Import specific papers by Semantic Scholar ID: - Direct paper ID lists from research collections - Systematic literature review paper sets - Citation network seed papers for expansion - Curated high-impact paper collections
Bulk import from research files: - Upload .txt files with paper IDs (one per line) - Import .csv files with paper metadata
- Process bibliographic exports from reference managers - Handle large collections (1000+ papers) efficiently
🎯 Getting Started¶
Quick Import via Web Interface¶
Step 1: Access Data Import¶
1. Open sidebar and navigate to "Data Management" 2. Select "Data Import" from the menu 3. Choose your import method from the available optionsStep 2: Configure Import¶
- Enter search terms: e.g., "machine learning transformers"
- Set max papers: Start with 100-500 papers
- Configure filters: Citation count, year range, quality settings
- Choose content options: Citations, authors, venues, references
- Enter paper IDs: Paste Semantic Scholar IDs (one per line)
- Set batch size: 25-50 papers per batch (recommended)
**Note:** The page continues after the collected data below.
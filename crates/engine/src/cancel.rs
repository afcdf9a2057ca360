//! Cooperative cancellation.

use std::sync::atomic::{AtomicBool, Ordering};
use std::time::Duration;

use tokio::time::Instant;

/// Longest a loop sleeps without re-checking its stop flag.
pub const STOP_POLL_INTERVAL: Duration = Duration::from_millis(100);

/// Sleep for `duration` in slices of at most [`STOP_POLL_INTERVAL`].
///
/// Returns `true` if the full duration elapsed, `false` if `stop` was set.
/// A duration past the clock's range sleeps until stopped.
pub async fn sleep_unless_stopped(duration: Duration, stop: &AtomicBool) -> bool {
    let deadline = deadline_after(duration);
    loop {
        if stop.load(Ordering::SeqCst) {
            return false;
        }
        let slice = match deadline {
            Some(deadline) => {
                let now = Instant::now();
                if now >= deadline {
                    return true;
                }
                (deadline - now).min(STOP_POLL_INTERVAL)
            }
            None => STOP_POLL_INTERVAL,
        };
        tokio::time::sleep(slice).await;
    }
}

/// `now + duration`, or `None` when that instant is not representable.
pub fn deadline_after(duration: Duration) -> Option<Instant> {
    Instant::now().checked_add(duration)
}
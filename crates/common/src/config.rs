//! Application configuration.
//!
//! Every section deserializes with defaults so a partial config file is
//! valid. Runtime changes to the monitoring settings go through
//! [`MonitorSettings::apply_update`], which only accepts recognised keys.

use serde::{Deserialize, Serialize};
use std::path::{Path, PathBuf};
use std::time::Duration;

use crate::clock::{Backoff, RetryPolicy};
use crate::error::{StillwatchError, StillwatchResult};

/// A detection rectangle `[x1, y1, x2, y2]` in full-resolution pixels.
pub type Region = [u32; 4];

/// Upper bound on stills per burst.
pub const MAX_BURST_COUNT: u32 = 100;

/// Upper bound on the pause between burst stills.
pub const MAX_BURST_INTERVAL_SECS: f64 = 3600.0;

/// Upper bound on second-granularity waits (cooldown, calibration period
/// and settle, diagnostics interval).
pub const MAX_WAIT_SECS: u64 = 86_400;

/// Upper bound on millisecond-granularity engine timings.
pub const MAX_TIMING_MS: u64 = 3_600_000;

/// Global application configuration.
#[derive(Debug, Clone, Default, Serialize, Deserialize)]
#[serde(default)]
pub struct AppConfig {
    /// Where stills and the event log live.
    pub storage: StorageConfig,

    /// Camera stream geometry and encoding.
    pub camera: CameraConfig,

    /// Motion detection and capture settings.
    pub monitor: MonitorSettings,

    /// Loop timings and retry behaviour.
    pub engine: EngineConfig,

    /// Ambient-light calibration loop.
    pub calibration: CalibrationConfig,

    /// Logging configuration.
    pub logging: LoggingConfig,
}

#[derive(Debug, Clone, Serialize, Deserialize)]
#[serde(default)]
pub struct StorageConfig {
    /// Directory for burst and snapshot stills.
    pub stills_dir: PathBuf,

    /// JSON file holding the bounded motion event history.
    pub event_log: PathBuf,
}

#[derive(Debug, Clone, Serialize, Deserialize)]
#[serde(default)]
pub struct CameraConfig {
    /// Video device node used by hardware backends.
    pub device: PathBuf,

    /// Full-resolution (main) stream size, `[width, height]`.
    pub main_size: [u32; 2],

    /// Low-resolution (lores) stream size, `[width, height]`.
    pub lores_size: [u32; 2],

    /// JPEG quality for stills and previews (1-100).
    pub jpeg_quality: u8,
}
- Configure processing: API delays, retry settings
- Select data types: Choose what to import with each paper
- Upload your file: Drag-and-drop or browse for .txt/.csv files
- Preview paper IDs: Review first 10 IDs for validation
- Adjust settings: Batch size, API timing, content options
- Validate format: Ensure paper IDs meet format requirements
Step 3: Monitor Progress¶
- Real-time progress bars for overall and batch progress
- Performance metrics: Papers/second, success rate, error count
- Status indicators: 🟡 Pending → 🔵 In Progress → 🟢 Complete → 🔴 Failed
- Detailed statistics: Papers, citations, authors, venues imported
Command Line Interface¶
Search-based Import¶
# Basic search import
python -m src.cli.import_data search "machine learning" --max-papers 100
# Advanced search with filtering
python -m src.cli.import_data search "neural networks" \
--max-papers 500 \
--batch-size 50 \
--min-citations 10 \
--year-range 2020 2024 \
--api-delay 1.5
Paper ID Import¶
# Import specific paper IDs
python -m src.cli.import_data ids \
649def34f8be52c8b66281af98ae884c09aef38f9 \
204e3073870fae3d05bcbc2f6a8e263d9b72e776 \
--batch-size 25
# Import from file
python -m src.cli.import_data ids --ids-file paper_ids.txt \
--batch-size 50 \
--include-citations \
--include-authors
Configuration Options¶
# Full configuration example
python -m src.cli.import_data search "deep learning" \
--max-papers 1000 \
--batch-size 100 \
--api-delay 1.0 \
--min-citations 5 \
--max-year 2024 \
--include-citations \
--include-authors \
--include-venues \
--save-progress \
--verbose
Python API Integration¶
Basic Import¶
from src.data.import_pipeline import (
ImportConfiguration,
DataImportPipeline,
quick_import_by_search
)
# Quick search import
progress = quick_import_by_search(
search_query="computer vision",
max_papers=200,
progress_callback=lambda p: print(f"Progress: {p.overall_progress_percent:.1f}%")
)
print(f"Import completed: {progress.processed_papers} papers imported")
Advanced Configuration¶
from src.data.import_pipeline import ImportConfiguration, DataImportPipeline
# Create detailed configuration
config = ImportConfiguration(
search_query="natural language processing",
max_papers=1000,
batch_size=75,
include_citations=True,
include_authors=True,
include_venues=True,
min_citation_count=10,
year_range=(2018, 2024),
api_delay=1.2,
save_progress=True,
max_workers=4
)
# Execute import with configuration
pipeline = DataImportPipeline(config)
progress = pipeline.import_papers_by_search(
search_query=config.search_query,
max_papers=config.max_papers
)
# Monitor results
print(f"Status: {progress.status}")
print(f"Papers: {progress.processed_papers}/{progress.total_papers}")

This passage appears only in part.